A few repetitions and here are my stats:

2018-11-17 20_27: : startedToOpenValue = 19.5, reached100Value = 26.0
2018-11-17 20_27: : startedToCloseValue = 13.5, backToZeroValue = 8.0

2018-11-17 20_32: : startedToOpenValue = 19.5, reached100Value = 26.0
2018-11-17 20_32: : startedToCloseValue = 12.5, backToZeroValue = 8.0

2018-11-17 20_39: : startedToOpenValue = 19.0, reached100Value = 26.0
2018-11-17 20_39: : startedToCloseValue = 12.5, backToZeroValue = 7.5

Interesting to note how the 19-26 opening range does not overlap with the 8-12 closing range.

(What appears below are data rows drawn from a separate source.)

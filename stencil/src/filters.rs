//! Built-in filter library.
//!
//! A filter is a plain function from an input value and argument list to a
//! new value. Filters marked safe suppress auto-escaping of the expression
//! they appear in. Several text filters map over arrays and object values
//! instead of stringifying the whole collection.

use std::collections::HashMap;
use std::sync::Arc;

use percent_encoding::{percent_decode_str, utf8_percent_encode, AsciiSet, NON_ALPHANUMERIC};
use regex::Regex;
use serde_json::{Map, Value};
use stencil_escape::{escape, Html, Js};
use stencil_parser::FilterSet;

use crate::error::Error;
use crate::value::display;

pub type FilterFn = dyn Fn(Value, &[Value]) -> Result<Value, Error> + Send + Sync;

#[derive(Clone)]
pub(crate) struct FilterEntry {
    pub(crate) func: Arc<FilterFn>,
    pub(crate) safe: bool,
}

/// Registered filters, by name.
#[derive(Default)]
pub(crate) struct Filters {
    map: HashMap<String, FilterEntry>,
}

impl Filters {
    pub(crate) fn set(
        &mut self,
        name: &str,
        safe: bool,
        func: impl Fn(Value, &[Value]) -> Result<Value, Error> + Send + Sync + 'static,
    ) {
        self.map.insert(
            name.to_owned(),
            FilterEntry {
                func: Arc::new(func),
                safe,
            },
        );
    }

    pub(crate) fn get(&self, name: &str) -> Option<&FilterEntry> {
        self.map.get(name)
    }
}

impl FilterSet for Filters {
    fn has_filter(&self, name: &str) -> bool {
        self.map.contains_key(name)
    }

    fn is_safe(&self, name: &str) -> bool {
        self.map.get(name).map(|e| e.safe).unwrap_or(false)
    }
}

pub(crate) fn builtins() -> Filters {
    let mut filters = Filters::default();
    filters.set("addslashes", false, |v, _| Ok(each_string(v, addslashes)));
    filters.set("capitalize", false, |v, _| Ok(each_string(v, capitalize)));
    filters.set("default", false, default);
    filters.set("e", true, escape_filter);
    filters.set("escape", true, escape_filter);
    filters.set("first", false, first);
    filters.set("join", false, join);
    filters.set("json", true, json);
    filters.set("last", false, last);
    filters.set("length", false, length);
    filters.set("lower", false, |v, _| {
        Ok(each_string(v, |s| s.to_lowercase()))
    });
    filters.set("raw", true, |v, _| Ok(v));
    filters.set("replace", false, replace);
    filters.set("reverse", false, reverse);
    filters.set("safe", true, |v, _| Ok(v));
    filters.set("title", false, |v, _| Ok(each_string(v, title)));
    filters.set("upper", false, |v, _| {
        Ok(each_string(v, |s| s.to_uppercase()))
    });
    filters.set("url_encode", false, |v, _| Ok(each_string(v, url_encode)));
    filters.set("url_decode", false, |v, _| Ok(each_string(v, url_decode)));
    filters
}

/// Applies `f` to a string input, to each element of an array, or to each
/// value of an object. Other values pass through untouched.
fn each_string(v: Value, f: impl Fn(String) -> String + Copy) -> Value {
    match v {
        Value::String(s) => Value::String(f(s)),
        Value::Array(items) => {
            Value::Array(items.into_iter().map(|v| each_string(v, f)).collect())
        }
        Value::Object(map) => Value::Object(
            map.into_iter()
                .map(|(k, v)| (k, each_string(v, f)))
                .collect::<Map<_, _>>(),
        ),
        other => other,
    }
}

fn addslashes(s: String) -> String {
    let mut out = String::with_capacity(s.len());
    for c in s.chars() {
        match c {
            '\\' => out.push_str("\\\\"),
            '\'' => out.push_str("\\'"),
            '"' => out.push_str("\\\""),
            c => out.push(c),
        }
    }
    out
}

fn capitalize(s: String) -> String {
    let mut chars = s.chars();
    match chars.next() {
        Some(first) => first.to_uppercase().collect::<String>() + &chars.as_str().to_lowercase(),
        None => s,
    }
}

fn title(s: String) -> String {
    s.split_inclusive(char::is_whitespace)
        .map(|word| capitalize(word.to_owned()))
        .collect()
}

/// Falls back to the first argument when the input is missing or falsy,
/// except that zero is kept.
fn default(v: Value, args: &[Value]) -> Result<Value, Error> {
    let fallback = args.first().cloned().unwrap_or(Value::Null);
    let keep = match &v {
        Value::Null => false,
        Value::Bool(b) => *b,
        Value::String(s) => !s.is_empty(),
        _ => true,
    };
    Ok(if keep { v } else { fallback })
}

fn escape_filter(v: Value, args: &[Value]) -> Result<Value, Error> {
    let Value::String(s) = v else {
        return Ok(v);
    };
    let mode = args.first().map(display).unwrap_or_default();
    let escaped = if mode == "js" {
        escape(&s, Js).to_string()
    } else {
        escape(&s, Html).to_string()
    };
    Ok(Value::String(escaped))
}

fn first(v: Value, _: &[Value]) -> Result<Value, Error> {
    Ok(match v {
        Value::Array(items) => items.into_iter().next().unwrap_or(Value::Null),
        Value::String(s) => s
            .chars()
            .next()
            .map(|c| Value::String(c.to_string()))
            .unwrap_or(Value::Null),
        Value::Object(map) => map.into_iter().next().map(|(_, v)| v).unwrap_or(Value::Null),
        _ => Value::Null,
    })
}

fn last(v: Value, _: &[Value]) -> Result<Value, Error> {
    Ok(match v {
        Value::Array(items) => items.into_iter().next_back().unwrap_or(Value::Null),
        Value::String(s) => s
            .chars()
            .next_back()
            .map(|c| Value::String(c.to_string()))
            .unwrap_or(Value::Null),
        Value::Object(map) => map
            .into_iter()
            .next_back()
            .map(|(_, v)| v)
            .unwrap_or(Value::Null),
        _ => Value::Null,
    })
}

fn join(v: Value, args: &[Value]) -> Result<Value, Error> {
    let Value::Array(items) = v else {
        return Ok(v);
    };
    let sep = args.first().map(display).unwrap_or_else(|| ",".into());
    Ok(Value::String(
        items.iter().map(display).collect::<Vec<_>>().join(&sep),
    ))
}

fn json(v: Value, args: &[Value]) -> Result<Value, Error> {
    let pretty = matches!(args.first(), Some(Value::Number(_)));
    let out = if pretty {
        serde_json::to_string_pretty(&v)
    } else {
        serde_json::to_string(&v)
    };
    out.map(Value::String).map_err(|err| Error::Filter {
        name: "json".into(),
        msg: err.to_string(),
    })
}

fn length(v: Value, _: &[Value]) -> Result<Value, Error> {
    Ok(match v {
        Value::String(s) => Value::from(s.chars().count()),
        Value::Array(items) => Value::from(items.len()),
        Value::Object(map) => Value::from(map.len()),
        _ => Value::Null,
    })
}

/// Regex search and replace. The third argument holds regex flags: `g`
/// replaces every match, `i` matches case-insensitively.
fn replace(v: Value, args: &[Value]) -> Result<Value, Error> {
    let input = display(&v);
    let search = args.first().map(display).unwrap_or_default();
    let replacement = args.get(1).map(display).unwrap_or_default();
    let flags = args.get(2).map(display).unwrap_or_default();

    let pattern = if flags.contains('i') {
        format!("(?i){search}")
    } else {
        search
    };
    let re = Regex::new(&pattern).map_err(|err| Error::Filter {
        name: "replace".into(),
        msg: err.to_string(),
    })?;
    let out = if flags.contains('g') {
        re.replace_all(&input, replacement.as_str())
    } else {
        re.replace(&input, replacement.as_str())
    };
    Ok(Value::String(out.into_owned()))
}

fn reverse(v: Value, _: &[Value]) -> Result<Value, Error> {
    Ok(match v {
        Value::Array(mut items) => {
            items.reverse();
            Value::Array(items)
        }
        Value::String(s) => Value::String(s.chars().rev().collect()),
        other => other,
    })
}

/// Characters kept verbatim by `url_encode`, mirroring the unreserved set
/// of `encodeURIComponent`.
const URL_KEEP: &AsciiSet = &NON_ALPHANUMERIC
    .remove(b'-')
    .remove(b'_')
    .remove(b'.')
    .remove(b'!')
    .remove(b'~')
    .remove(b'*')
    .remove(b'\'')
    .remove(b'(')
    .remove(b')');

fn url_encode(s: String) -> String {
    utf8_percent_encode(&s, URL_KEEP).to_string()
}

fn url_decode(s: String) -> String {
    percent_decode_str(&s).decode_utf8_lossy().into_owned()
}

#[cfg(test)]
mod tests {
    use super::*;
    use serde_json::json;

    fn apply(name: &str, v: Value, args: &[Value]) -> Value {
        let filters = builtins();
        let entry = filters.get(name).expect("builtin filter");
        (entry.func)(v, args).unwrap()
    }

    #[test]
    fn test_default() {
        assert_eq!(apply("default", json!(null), &[json!("x")]), json!("x"));
        assert_eq!(apply("default", json!(""), &[json!("x")]), json!("x"));
        assert_eq!(apply("default", json!(false), &[json!("x")]), json!("x"));
        assert_eq!(apply("default", json!(0), &[json!("x")]), json!(0));
        assert_eq!(apply("default", json!("a"), &[json!("x")]), json!("a"));
    }

    #[test]
    fn test_escape() {
        assert_eq!(
            apply("e", json!("<p>"), &[]),
            json!("&lt;p&gt;")
        );
        assert_eq!(
            apply("e", json!("\"q\""), &[json!("js")]),
            json!("\\u0022q\\u0022")
        );
        assert_eq!(apply("e", json!(5), &[]), json!(5));
    }

    #[test]
    fn test_first_last() {
        assert_eq!(apply("first", json!([1, 2, 3]), &[]), json!(1));
        assert_eq!(apply("last", json!([1, 2, 3]), &[]), json!(3));
        assert_eq!(apply("first", json!("abc"), &[]), json!("a"));
        assert_eq!(apply("last", json!({"a": 1, "b": 2}), &[]), json!(2));
    }

    #[test]
    fn test_join() {
        assert_eq!(
            apply("join", json!([1, 2, 3]), &[json!(" + ")]),
            json!("1 + 2 + 3")
        );
        assert_eq!(apply("join", json!("ab"), &[]), json!("ab"));
    }

    #[test]
    fn test_length() {
        assert_eq!(apply("length", json!("héllo"), &[]), json!(5));
        assert_eq!(apply("length", json!([1, 2]), &[]), json!(2));
        assert_eq!(apply("length", json!({"a": 1}), &[]), json!(1));
        assert_eq!(apply("length", json!(12), &[]), json!(null));
    }

    #[test]
    fn test_case_filters() {
        assert_eq!(apply("upper", json!("ab"), &[]), json!("AB"));
        assert_eq!(apply("lower", json!("AB"), &[]), json!("ab"));
        assert_eq!(apply("capitalize", json!("hELLO"), &[]), json!("Hello"));
        assert_eq!(apply("title", json!("war and peace"), &[]), json!("War And Peace"));
        assert_eq!(apply("upper", json!(["a", "b"]), &[]), json!(["A", "B"]));
    }

    #[test]
    fn test_replace() {
        assert_eq!(
            apply("replace", json!("aaa"), &[json!("a"), json!("b")]),
            json!("baa")
        );
        assert_eq!(
            apply(
                "replace",
                json!("aaa"),
                &[json!("a"), json!("b"), json!("g")]
            ),
            json!("bbb")
        );
        assert_eq!(
            apply(
                "replace",
                json!("Aaa"),
                &[json!("a"), json!("b"), json!("gi")]
            ),
            json!("bbb")
        );
    }

    #[test]
    fn test_reverse() {
        assert_eq!(apply("reverse", json!([1, 2, 3]), &[]), json!([3, 2, 1]));
        assert_eq!(apply("reverse", json!("abc"), &[]), json!("cba"));
    }

    #[test]
    fn test_url_filters() {
        assert_eq!(
            apply("url_encode", json!("a b&c"), &[]),
            json!("a%20b%26c")
        );
        assert_eq!(
            apply("url_decode", json!("a%20b%26c"), &[]),
            json!("a b&c")
        );
    }

    #[test]
    fn test_addslashes() {
        assert_eq!(
            apply("addslashes", json!("\"he said\""), &[]),
            json!("\\\"he said\\\"")
        );
    }

    #[test]
    fn test_json() {
        assert_eq!(
            apply("json", json!({"a": 1}), &[]),
            json!("{\"a\":1}")
        );
    }

    #[test]
    fn test_safe_flags() {
        let filters = builtins();
        assert!(filters.is_safe("safe"));
        assert!(filters.is_safe("raw"));
        assert!(filters.is_safe("e"));
        assert!(!filters.is_safe("upper"));
    }
}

Attached is a log file - "debug f1" is duty cycle while TPS is TPS.
Since you're using Megalogviewer, can you use the scatter plot option to see if you can get more information out of your log. Put you X axis as you Input(Duty Cycle) and Y axis as your Output (TPS). Also maybe run the test a couple times to get more data points and see where your throttle behaves linearly.